Work item: A faithful copy of the listing below is required.

Given records:
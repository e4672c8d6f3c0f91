//! Transaction buffer pool
//!
//! Buffers handed to the link driver must be word-aligned and must not be
//! touched by anyone else while a transaction may be clocking them. The
//! pool owns all buffer memory in place and hands out [`BufferPair`]
//! tokens; the memory behind a token is only reachable through the pool and
//! only while the token is live.
//!
//! ```text
//!     FREE ──acquire()──> ACQUIRED (zeroed) ──release()──> FREE
//! ```

pub mod buffer;
pub mod slots;

pub use buffer::DmaBuf;
pub use slots::{BufferPair, BufferPool, PoolError};
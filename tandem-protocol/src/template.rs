//! Sequenced text payloads
//!
//! Each side of the link sends human-readable text carrying a running
//! sequence number, e.g. `"Sender, transmission no. 0042."`. The template
//! marks where the number goes with [`SEQ_PLACEHOLDER`]; a template without
//! a placeholder gets the number appended after a space.

use core::fmt::{self, Write};

use heapless::Vec;

use crate::frame::FRAME_CAPACITY;

/// Marker replaced by the zero-padded sequence number
pub const SEQ_PLACEHOLDER: &str = "{seq}";

/// Writer that keeps whole chars only and drops everything after overflow
struct Bounded<'a> {
    out: &'a mut Vec<u8, FRAME_CAPACITY>,
    truncated: bool,
}

impl Write for Bounded<'_> {
    fn write_str(&mut self, s: &str) -> fmt::Result {
        if self.truncated {
            return Ok(());
        }

        if self.out.extend_from_slice(s.as_bytes()).is_ok() {
            return Ok(());
        }

        // Did not fit as a whole: copy char by char up to the boundary
        for ch in s.chars() {
            let mut utf8 = [0u8; 4];
            let encoded = ch.encode_utf8(&mut utf8);
            if self.out.extend_from_slice(encoded.as_bytes()).is_err() {
                self.truncated = true;
                break;
            }
        }
        Ok(())
    }
}

/// Render `template` with `sequence` into a capacity-bounded buffer
///
/// Returns the rendered bytes and whether anything was cut off.
pub fn render(template: &str, sequence: u32) -> (Vec<u8, FRAME_CAPACITY>, bool) {
    let mut payload = Vec::new();
    let mut w = Bounded {
        out: &mut payload,
        truncated: false,
    };

    // Bounded never returns an error, so the write! results are always Ok
    if template.contains(SEQ_PLACEHOLDER) {
        let mut parts = template.split(SEQ_PLACEHOLDER);
        if let Some(first) = parts.next() {
            let _ = w.write_str(first);
        }
        for part in parts {
            let _ = write!(w, "{:04}", sequence);
            let _ = w.write_str(part);
        }
    } else if template.is_empty() {
        let _ = write!(w, "{:04}", sequence);
    } else {
        let _ = write!(w, "{} {:04}", template, sequence);
    }

    let truncated = w.truncated;
    (payload, truncated)
}
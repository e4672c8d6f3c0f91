//! Where outgoing frames come from and where received frames go

use heapless::{Deque, String};
use tandem_protocol::{DecodedFrame, Frame, FrameError, OverflowPolicy, FRAME_CAPACITY};

/// Maximum template length in bytes
pub const MAX_TEMPLATE_LEN: usize = FRAME_CAPACITY;

/// Source of outgoing frames
pub trait Outbox {
    /// Frame to send this cycle, if any
    ///
    /// Called once per cycle. `sequence` is the engine's cycle index.
    fn stage(&mut self, sequence: u32) -> Result<Option<Frame>, FrameError>;

    /// The staged frame reached the peer
    ///
    /// Only called after a completed transaction in which the peer was
    /// reading this node's frame.
    fn sent(&mut self) {}
}

/// Consumer of received frames
pub trait FrameSink {
    /// Called once per completed transaction that carries meaning
    fn deliver(&mut self, cycle: u32, frame: DecodedFrame<'_>);
}

impl<F: FnMut(u32, DecodedFrame<'_>)> FrameSink for F {
    fn deliver(&mut self, cycle: u32, frame: DecodedFrame<'_>) {
        self(cycle, frame)
    }
}

/// Renders a fresh sequenced text frame every cycle
#[derive(Debug, Clone)]
pub struct TemplateOutbox {
    template: String<MAX_TEMPLATE_LEN>,
    overflow: OverflowPolicy,
}

impl TemplateOutbox {
    /// Create from a template such as `"Sender, transmission no. {seq}."`
    pub fn new(template: &str, overflow: OverflowPolicy) -> Result<Self, FrameError> {
        let mut owned = String::new();
        owned.push_str(template).map_err(|_| FrameError::Overflow)?;
        Ok(Self {
            template: owned,
            overflow,
        })
    }

    /// The template text
    pub fn template(&self) -> &str {
        &self.template
    }
}

impl Outbox for TemplateOutbox {
    fn stage(&mut self, sequence: u32) -> Result<Option<Frame>, FrameError> {
        Frame::from_template(&self.template, sequence, self.overflow).map(Some)
    }
}

/// Application-fed queue of frames
///
/// A frame stays at the head of the queue until the peer actually reads
/// it, so a timed-out or unsignalled cycle does not lose it.
#[derive(Debug, Clone, Default)]
pub struct QueueOutbox<const N: usize> {
    queue: Deque<Frame, N>,
}

impl<const N: usize> QueueOutbox<N> {
    /// Create an empty queue
    pub const fn new() -> Self {
        Self {
            queue: Deque::new(),
        }
    }

    /// Queue a frame; hands it back if the queue is full
    pub fn push(&mut self, frame: Frame) -> Result<(), Frame> {
        self.queue.push_back(frame)
    }

    /// Frames waiting to be sent
    pub fn len(&self) -> usize {
        self.queue.len()
    }

    /// True if nothing is waiting
    pub fn is_empty(&self) -> bool {
        self.queue.is_empty()
    }
}

impl<const N: usize> Outbox for QueueOutbox<N> {
    fn stage(&mut self, _sequence: u32) -> Result<Option<Frame>, FrameError> {
        Ok(self.queue.front().cloned())
    }

    fn sent(&mut self) {
        self.queue.pop_front();
    }
}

Solution:
repository e4672c8d6f3c0f91
//! Transaction buffer pool
//!
//! Buffers handed to the link driver must be word-aligned and must not be
//! touched by anyone else while a transaction may be clocking them. The
//! pool owns all buffer memory in place and hands out [`BufferPair`]
//! tokens; the memory behind a token is only reachable through the pool and
//! only while the token is live.
//!
//! ```text
//!     FREE ──acquire()──> ACQUIRED (zeroed) ──release()──> FREE
//! ```

pub mod buffer;
pub mod slots;

pub use buffer::DmaBuf;
pub use slots::{BufferPair, BufferPool, PoolError};
filename tandem-protocol/src/template.rs
//! Sequenced text payloads
//!
//! Each side of the link sends human-readable text carrying a running
//! sequence number, e.g. `"Sender, transmission no. 0042."`. The template
//! marks where the number goes with [`SEQ_PLACEHOLDER`]; a template without
//! a placeholder gets the number appended after a space.

use core::fmt::{self, Write};

use heapless::Vec;

use crate::frame::FRAME_CAPACITY;

/// Marker replaced by the zero-padded sequence number
pub const SEQ_PLACEHOLDER: &str = "{seq}";

/// Writer that keeps whole chars only and drops everything after overflow
struct Bounded<'a> {
    out: &'a mut Vec<u8, FRAME_CAPACITY>,
    truncated: bool,
}

impl Write for Bounded<'_> {
    fn write_str(&mut self, s: &str) -> fmt::Result {
        if self.truncated {
            return Ok(());
        }

        if self.out.extend_from_slice(s.as_bytes()).is_ok() {
            return Ok(());
        }

        // Did not fit as a whole: copy char by char up to the boundary
        for ch in s.chars() {
            let mut utf8 = [0u8; 4];
            let encoded = ch.encode_utf8(&mut utf8);
            if self.out.extend_from_slice(encoded.as_bytes()).is_err() {
                self.truncated = true;
                break;
            }
        }
        Ok(())
    }
}

/// Render `template` with `sequence` into a capacity-bounded buffer
///
/// Returns the rendered bytes and whether anything was cut off.
pub fn render(template: &str, sequence: u32) -> (Vec<u8, FRAME_CAPACITY>, bool) {
    let mut payload = Vec::new();
    let mut w = Bounded {
        out: &mut payload,
        truncated: false,
    };

    // Bounded never returns an error, so the write! results are always Ok
    if template.contains(SEQ_PLACEHOLDER) {
        let mut parts = template.split(SEQ_PLACEHOLDER);
        if let Some(first) = parts.next() {
            let _ = w.write_str(first);
        }
        for part in parts {
            let _ = write!(w, "{:04}", sequence);
            let _ = w.write_str(part);
        }
    } else if template.is_empty() {
        let _ = write!(w, "{:04}", sequence);
    } else {
        let _ = write!(w, "{} {:04}", template, sequence);
    }

    let truncated = w.truncated;
    (payload, truncated)
}
repository e4672c8d6f3c0f91
//! Where outgoing frames come from and where received frames go

use heapless::{Deque, String};
use tandem_protocol::{DecodedFrame, Frame, FrameError, OverflowPolicy, FRAME_CAPACITY};

/// Maximum template length in bytes
pub const MAX_TEMPLATE_LEN: usize = FRAME_CAPACITY;

/// Source of outgoing frames
pub trait Outbox {
    /// Frame to send this cycle, if any
    ///
    /// Called once per cycle. `sequence` is the engine's cycle index.
    fn stage(&mut self, sequence: u32) -> Result<Option<Frame>, FrameError>;

    /// The staged frame reached the peer
    ///
    /// Only called after a completed transaction in which the peer was
    /// reading this node's frame.
    fn sent(&mut self) {}
}

/// Consumer of received frames
pub trait FrameSink {
    /// Called once per completed transaction that carries meaning
    fn deliver(&mut self, cycle: u32, frame: DecodedFrame<'_>);
}

impl<F: FnMut(u32, DecodedFrame<'_>)> FrameSink for F {
    fn deliver(&mut self, cycle: u32, frame: DecodedFrame<'_>) {
        self(cycle, frame)
    }
}

/// Renders a fresh sequenced text frame every cycle
#[derive(Debug, Clone)]
pub struct TemplateOutbox {
    template: String<MAX_TEMPLATE_LEN>,
    overflow: OverflowPolicy,
}

impl TemplateOutbox {
    /// Create from a template such as `"Sender, transmission no. {seq}."`
    pub fn new(template: &str, overflow: OverflowPolicy) -> Result<Self, FrameError> {
        let mut owned = String::new();
        owned.push_str(template).map_err(|_| FrameError::Overflow)?;
        Ok(Self {
            template: owned,
            overflow,
        })
    }

    /// The template text
    pub fn template(&self) -> &str {
        &self.template
    }
}

impl Outbox for TemplateOutbox {
    fn stage(&mut self, sequence: u32) -> Result<Option<Frame>, FrameError> {
        Frame::from_template(&self.template, sequence, self.overflow).map(Some)
    }
}

/// Application-fed queue of frames
///
/// A frame stays at the head of the queue until the peer actually reads
/// it, so a timed-out or unsignalled cycle does not lose it.
#[derive(Debug, Clone, Default)]
pub struct QueueOutbox<const N: usize> {
    queue: Deque<Frame, N>,
}

impl<const N: usize> QueueOutbox<N> {
    /// Create an empty queue
    pub const fn new() -> Self {
        Self {
            queue: Deque::new(),
        }
    }

    /// Queue a frame; hands it back if the queue is full
    pub fn push(&mut self, frame: Frame) -> Result<(), Frame> {
        self.queue.push_back(frame)
    }

    /// Frames waiting to be sent
    pub fn len(&self) -> usize {
        self.queue.len()
    }

    /// True if nothing is waiting
    pub fn is_empty(&self) -> bool {
        self.queue.is_empty()
    }
}

impl<const N: usize> Outbox for QueueOutbox<N> {
    fn stage(&mut self, _sequence: u32) -> Result<Option<Frame>, FrameError> {
        Ok(self.queue.front().cloned())
    }

    fn sent(&mut self) {
        self.queue.pop_front();
    }
}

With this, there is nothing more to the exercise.